There are however considerable limitations in the use of CT values for prognostication and treatment planning at the level of individual patients. Critics have noted that there may be significant variability in CT values based on the quantity of biological material collected on a testing swab as well as differences in RT-PCR reagents, equipment, and standards among laboratories [21]. CT values may also vary based on the gene target selected for RT-PCR or even based on the assay used to detect the same gene target [22]. In addition, RT-PCR only detects the presence of viral material and is unable to distinguish between live viruses and viral debris, which may linger for an extended period once an individual is no longer infectious [17]. CT values, when used as a semiquantitative measure of how much viral nucleic acid is present, are similarly limited. As a result of these constraints, clinicians and researchers continue to debate the utility of CT values for informing health care choices for individuals [5,21,22].

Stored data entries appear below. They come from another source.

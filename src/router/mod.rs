use std::sync::Arc;

use anyhow::{Context, Result};

use crate::authz::AccessEvaluator;
use crate::roles::PolicyTable;
use crate::routes::registry::{
    DEFAULT_PRIVATE_PATH, DEFAULT_PUBLIC_PATH, PRIVATE_ROUTES, PUBLIC_ROUTES,
};
use crate::routes::{Route, RouteTable};
use crate::session::SessionState;

/// Which registry subtree the session is served from.
#[derive(Debug, Clone, Copy, PartialEq, Eq)]
pub enum RouteTree {
    Public,
    Private,
}

/// Outcome of resolving a pathname: a page to render, or the default path
/// to send the caller to instead. A pathname that resolves nowhere
/// redirects, it never fails.
#[derive(Debug)]
pub enum Dispatch<'a> {
    Page(&'a Route),
    Redirect(&'static str),
}

/// Resolves pathnames against the public or private registry, gated by the
/// authorization evaluator. Everything is compiled and validated once, when
/// the router is built; dispatching never fails after that.
pub struct Router {
    public: Arc<RouteTable>,
    private: Arc<RouteTable>,
    evaluator: AccessEvaluator,
}

impl Router {
    pub fn load() -> Result<Self> {
        let public =
            Arc::new(RouteTable::compile(&PUBLIC_ROUTES).context("compile public routes")?);
        let private =
            Arc::new(RouteTable::compile(&PRIVATE_ROUTES).context("compile private routes")?);
        let policies =
            Arc::new(PolicyTable::build(&private).context("build role policy table")?);
        let evaluator = AccessEvaluator::new(private.clone(), policies);

        Ok(Self {
            public,
            private,
            evaluator,
        })
    }

    pub fn evaluator(&self) -> &AccessEvaluator {
        &self.evaluator
    }

    pub fn private_routes(&self) -> &RouteTable {
        &self.private
    }

    /// Picks the active subtree from the session alone. Evaluated fresh on
    /// every call; a token change flips the tree on the next dispatch.
    pub fn select_tree(&self, session: &SessionState) -> RouteTree {
        if session.is_authenticated() {
            RouteTree::Private
        } else {
            RouteTree::Public
        }
    }

    /// Resolves `pathname` for the session. Unknown and unauthorized
    /// pathnames redirect to the active tree's default path.
    pub fn dispatch(&self, session: &SessionState, pathname: &str) -> Dispatch<'_> {
        match self.select_tree(session) {
            RouteTree::Public => match self.public.match_pathname(pathname) {
                Some(route) => Dispatch::Page(route),
                None => Dispatch::Redirect(DEFAULT_PUBLIC_PATH),
            },
            RouteTree::Private => {
                if !self.evaluator.is_path_authorized(session, pathname) {
                    return Dispatch::Redirect(DEFAULT_PRIVATE_PATH);
                }
                match self.private.match_pathname(pathname) {
                    Some(route) => Dispatch::Page(route),
                    None => Dispatch::Redirect(DEFAULT_PRIVATE_PATH),
                }
            }
        }
    }
}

Despite the limitations in the use of individual-level CT values, measures of CT values across a population may provide a useful measure of COVID-19 dynamics in communities. It has been suggested that big data technology could be applied to the large amounts of data resulting from the pandemic in order to provide timely information for policy development [23]. As CT values have been reported to correlate with disease stage and infectivity, a higher proportion of low CT values in testing samples from a population may reflect epidemic growth in a community [24]. Preliminary analyses of simulation and surveillance testing data have suggested that decreases in the distribution of CT values in a population, as measured by the median CT value, may precede a local increase in transmission or positivity rates [24,25]. As such, the median CT value may be a useful measure for predicting a pandemic surge. This study describes an exploratory analysis of potential correlations between median CT values and COVID-19 dynamics, which were operationalized as percent positivity, transmission rate (Rt), and COVID-19 hospitalization count.
Methods
Sample Selection
The samples included in this study were collected between September 15, 2020, and January 11, 2021, as part of the ongoing diagnostic evaluation services provided by Dascena, Inc to residents in the state of Texas. In the greater El Paso area, a contractor for the El Paso Department of Public Health sent over 90% of collected samples to the Dascena COVID-19 Laboratory in Houston, Texas. All samples from the greater El Paso area that were processed by Dascena, Inc during the study period were included in our analysis. Supplementary analyses also included samples from Houston-Sugarland-Baytown, Dallas-Fort Worth-Arlington, and Austin-Round Rock. The Pearl Independent Institutional Review Board (IRB) approved this study with a waiver of informed consent (IRB Protocol 21-DASC-127).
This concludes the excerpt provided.